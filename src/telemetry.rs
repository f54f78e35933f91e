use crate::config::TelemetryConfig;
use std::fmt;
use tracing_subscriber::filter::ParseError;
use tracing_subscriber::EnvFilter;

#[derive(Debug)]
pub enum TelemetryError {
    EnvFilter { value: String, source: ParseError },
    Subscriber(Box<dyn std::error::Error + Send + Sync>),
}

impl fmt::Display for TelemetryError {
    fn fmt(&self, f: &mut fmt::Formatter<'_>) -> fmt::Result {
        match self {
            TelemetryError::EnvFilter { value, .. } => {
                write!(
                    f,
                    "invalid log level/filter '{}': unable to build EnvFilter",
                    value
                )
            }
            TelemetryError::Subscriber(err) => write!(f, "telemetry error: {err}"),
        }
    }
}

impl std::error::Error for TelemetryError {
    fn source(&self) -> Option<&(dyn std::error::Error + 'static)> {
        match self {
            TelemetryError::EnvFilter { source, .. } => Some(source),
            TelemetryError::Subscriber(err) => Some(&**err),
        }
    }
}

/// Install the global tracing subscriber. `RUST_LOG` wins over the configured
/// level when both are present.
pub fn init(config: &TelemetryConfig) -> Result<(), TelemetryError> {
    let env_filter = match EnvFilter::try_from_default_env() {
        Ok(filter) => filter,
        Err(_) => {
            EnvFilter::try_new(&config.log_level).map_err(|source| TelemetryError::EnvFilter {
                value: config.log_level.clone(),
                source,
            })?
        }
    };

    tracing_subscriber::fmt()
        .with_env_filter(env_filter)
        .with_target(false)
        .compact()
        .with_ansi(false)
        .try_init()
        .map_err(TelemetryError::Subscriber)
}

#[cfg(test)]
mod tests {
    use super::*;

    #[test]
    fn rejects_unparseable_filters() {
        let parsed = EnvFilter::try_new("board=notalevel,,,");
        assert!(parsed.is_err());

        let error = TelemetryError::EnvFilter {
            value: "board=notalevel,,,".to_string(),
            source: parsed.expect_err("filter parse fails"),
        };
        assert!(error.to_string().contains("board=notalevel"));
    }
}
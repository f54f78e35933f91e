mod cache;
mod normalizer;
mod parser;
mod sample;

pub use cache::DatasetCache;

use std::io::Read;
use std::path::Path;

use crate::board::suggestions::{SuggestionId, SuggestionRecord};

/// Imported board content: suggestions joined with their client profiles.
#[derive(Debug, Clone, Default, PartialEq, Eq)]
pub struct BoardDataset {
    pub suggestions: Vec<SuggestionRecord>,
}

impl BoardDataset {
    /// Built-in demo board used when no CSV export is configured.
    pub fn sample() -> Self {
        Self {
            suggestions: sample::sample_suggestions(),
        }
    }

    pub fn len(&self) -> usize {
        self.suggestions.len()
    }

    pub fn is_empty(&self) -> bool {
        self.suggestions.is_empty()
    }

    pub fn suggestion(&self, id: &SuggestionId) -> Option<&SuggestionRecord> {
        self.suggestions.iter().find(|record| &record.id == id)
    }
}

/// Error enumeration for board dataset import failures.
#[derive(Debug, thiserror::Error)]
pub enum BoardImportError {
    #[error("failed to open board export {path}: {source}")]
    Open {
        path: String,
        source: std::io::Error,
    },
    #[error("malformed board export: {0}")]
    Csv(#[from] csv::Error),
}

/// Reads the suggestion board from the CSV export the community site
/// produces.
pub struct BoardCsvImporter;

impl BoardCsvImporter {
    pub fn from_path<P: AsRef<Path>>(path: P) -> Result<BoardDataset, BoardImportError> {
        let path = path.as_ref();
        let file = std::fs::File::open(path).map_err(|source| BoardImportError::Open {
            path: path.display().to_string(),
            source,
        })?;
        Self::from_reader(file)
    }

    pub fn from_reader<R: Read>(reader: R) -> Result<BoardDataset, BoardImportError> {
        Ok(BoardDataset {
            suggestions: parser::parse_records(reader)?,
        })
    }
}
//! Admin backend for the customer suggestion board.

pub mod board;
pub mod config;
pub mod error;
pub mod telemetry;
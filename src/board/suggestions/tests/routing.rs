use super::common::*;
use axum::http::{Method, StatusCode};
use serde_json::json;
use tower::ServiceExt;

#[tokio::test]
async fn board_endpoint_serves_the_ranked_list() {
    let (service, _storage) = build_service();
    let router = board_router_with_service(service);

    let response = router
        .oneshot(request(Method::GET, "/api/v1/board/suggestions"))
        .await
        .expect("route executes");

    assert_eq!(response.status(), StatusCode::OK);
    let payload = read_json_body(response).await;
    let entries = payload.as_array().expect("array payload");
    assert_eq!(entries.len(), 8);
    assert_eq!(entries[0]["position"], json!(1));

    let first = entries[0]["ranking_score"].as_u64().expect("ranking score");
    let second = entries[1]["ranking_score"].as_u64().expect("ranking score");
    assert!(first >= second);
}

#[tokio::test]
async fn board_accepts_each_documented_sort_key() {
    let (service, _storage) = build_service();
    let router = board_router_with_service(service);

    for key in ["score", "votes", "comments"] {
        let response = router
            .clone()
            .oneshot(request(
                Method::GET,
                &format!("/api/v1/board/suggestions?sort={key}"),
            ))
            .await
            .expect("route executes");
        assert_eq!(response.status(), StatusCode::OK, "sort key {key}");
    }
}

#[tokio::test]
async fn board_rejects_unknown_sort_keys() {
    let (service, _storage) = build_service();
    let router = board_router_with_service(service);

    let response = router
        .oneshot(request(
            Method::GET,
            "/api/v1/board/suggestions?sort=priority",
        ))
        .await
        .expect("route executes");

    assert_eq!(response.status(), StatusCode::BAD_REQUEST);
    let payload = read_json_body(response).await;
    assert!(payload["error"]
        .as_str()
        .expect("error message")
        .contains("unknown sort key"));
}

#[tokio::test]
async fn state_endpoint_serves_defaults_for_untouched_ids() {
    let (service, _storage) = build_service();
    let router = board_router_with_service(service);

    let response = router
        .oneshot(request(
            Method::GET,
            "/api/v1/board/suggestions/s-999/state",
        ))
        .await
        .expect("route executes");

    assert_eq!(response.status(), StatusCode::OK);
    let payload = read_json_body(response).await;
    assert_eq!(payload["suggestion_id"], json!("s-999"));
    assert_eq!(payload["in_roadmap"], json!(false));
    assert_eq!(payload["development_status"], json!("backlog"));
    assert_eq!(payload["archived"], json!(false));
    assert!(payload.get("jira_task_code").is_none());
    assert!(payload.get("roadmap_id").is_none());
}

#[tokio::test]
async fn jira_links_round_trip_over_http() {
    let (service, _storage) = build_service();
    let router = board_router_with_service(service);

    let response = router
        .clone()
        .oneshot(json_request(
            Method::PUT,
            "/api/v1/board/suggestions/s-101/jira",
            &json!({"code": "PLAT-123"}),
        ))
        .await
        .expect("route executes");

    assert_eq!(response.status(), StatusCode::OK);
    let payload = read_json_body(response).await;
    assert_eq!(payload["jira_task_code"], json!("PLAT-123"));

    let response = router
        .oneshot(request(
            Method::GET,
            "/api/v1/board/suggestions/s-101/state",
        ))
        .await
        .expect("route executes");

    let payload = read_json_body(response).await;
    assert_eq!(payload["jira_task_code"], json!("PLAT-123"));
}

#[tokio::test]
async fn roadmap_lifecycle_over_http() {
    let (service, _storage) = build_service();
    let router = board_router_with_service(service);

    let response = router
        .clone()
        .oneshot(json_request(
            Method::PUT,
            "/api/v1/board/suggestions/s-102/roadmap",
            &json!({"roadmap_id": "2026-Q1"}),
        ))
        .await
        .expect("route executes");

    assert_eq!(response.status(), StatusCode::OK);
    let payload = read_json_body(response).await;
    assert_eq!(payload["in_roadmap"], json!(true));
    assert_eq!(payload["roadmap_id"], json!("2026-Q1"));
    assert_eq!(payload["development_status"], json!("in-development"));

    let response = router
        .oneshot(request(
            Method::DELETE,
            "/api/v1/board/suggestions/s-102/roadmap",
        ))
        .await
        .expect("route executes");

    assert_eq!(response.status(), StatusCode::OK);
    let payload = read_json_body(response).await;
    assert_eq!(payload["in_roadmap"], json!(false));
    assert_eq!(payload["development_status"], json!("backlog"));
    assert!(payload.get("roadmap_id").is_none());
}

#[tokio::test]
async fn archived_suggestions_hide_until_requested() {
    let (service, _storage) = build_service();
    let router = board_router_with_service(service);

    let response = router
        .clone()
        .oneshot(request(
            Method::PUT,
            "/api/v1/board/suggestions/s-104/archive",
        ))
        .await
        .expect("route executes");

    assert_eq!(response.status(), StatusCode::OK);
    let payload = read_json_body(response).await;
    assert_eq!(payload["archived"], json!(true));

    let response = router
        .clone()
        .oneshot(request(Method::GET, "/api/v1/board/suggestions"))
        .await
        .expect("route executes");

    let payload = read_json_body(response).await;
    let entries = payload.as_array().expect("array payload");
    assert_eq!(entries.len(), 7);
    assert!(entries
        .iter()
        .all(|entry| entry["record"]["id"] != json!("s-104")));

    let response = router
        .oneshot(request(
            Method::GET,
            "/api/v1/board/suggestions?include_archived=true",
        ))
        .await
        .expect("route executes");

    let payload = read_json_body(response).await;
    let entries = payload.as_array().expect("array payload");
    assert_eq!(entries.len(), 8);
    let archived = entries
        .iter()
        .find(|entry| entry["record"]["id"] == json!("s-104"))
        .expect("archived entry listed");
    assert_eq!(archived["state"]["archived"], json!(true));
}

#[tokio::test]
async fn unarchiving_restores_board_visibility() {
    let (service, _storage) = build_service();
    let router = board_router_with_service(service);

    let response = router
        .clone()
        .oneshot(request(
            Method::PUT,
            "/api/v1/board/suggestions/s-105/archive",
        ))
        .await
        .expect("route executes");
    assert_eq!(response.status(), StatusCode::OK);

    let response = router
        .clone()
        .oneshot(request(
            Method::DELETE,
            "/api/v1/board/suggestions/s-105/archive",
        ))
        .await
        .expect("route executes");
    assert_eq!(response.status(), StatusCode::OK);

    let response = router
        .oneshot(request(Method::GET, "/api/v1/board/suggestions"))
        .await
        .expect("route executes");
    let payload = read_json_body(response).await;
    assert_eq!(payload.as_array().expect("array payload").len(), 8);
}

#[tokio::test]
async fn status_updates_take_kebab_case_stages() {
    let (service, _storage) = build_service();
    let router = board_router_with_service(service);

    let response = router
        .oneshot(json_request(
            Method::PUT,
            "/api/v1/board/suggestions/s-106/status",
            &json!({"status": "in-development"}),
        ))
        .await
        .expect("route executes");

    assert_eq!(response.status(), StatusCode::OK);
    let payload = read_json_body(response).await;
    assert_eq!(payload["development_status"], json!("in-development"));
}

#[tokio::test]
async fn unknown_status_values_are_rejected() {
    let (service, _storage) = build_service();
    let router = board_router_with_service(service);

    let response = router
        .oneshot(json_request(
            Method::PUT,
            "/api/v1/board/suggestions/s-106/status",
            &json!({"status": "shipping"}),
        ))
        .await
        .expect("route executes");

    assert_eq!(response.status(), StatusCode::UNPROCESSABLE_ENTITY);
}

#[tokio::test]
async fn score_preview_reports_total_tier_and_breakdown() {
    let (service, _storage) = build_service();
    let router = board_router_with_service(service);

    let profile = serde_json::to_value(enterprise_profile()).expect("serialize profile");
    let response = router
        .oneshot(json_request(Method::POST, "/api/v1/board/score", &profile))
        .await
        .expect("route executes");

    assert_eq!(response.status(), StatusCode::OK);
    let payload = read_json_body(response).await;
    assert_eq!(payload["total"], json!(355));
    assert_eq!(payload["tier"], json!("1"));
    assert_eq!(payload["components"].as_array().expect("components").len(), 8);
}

● ● ●

#### Task details:
Every line in the data above that contains the word "find" should be copied.

#### Task output:
        self.suggestions.iter().find(|record| &record.id == id)
        .find(|entry| entry["record"]["id"] == json!("s-104"))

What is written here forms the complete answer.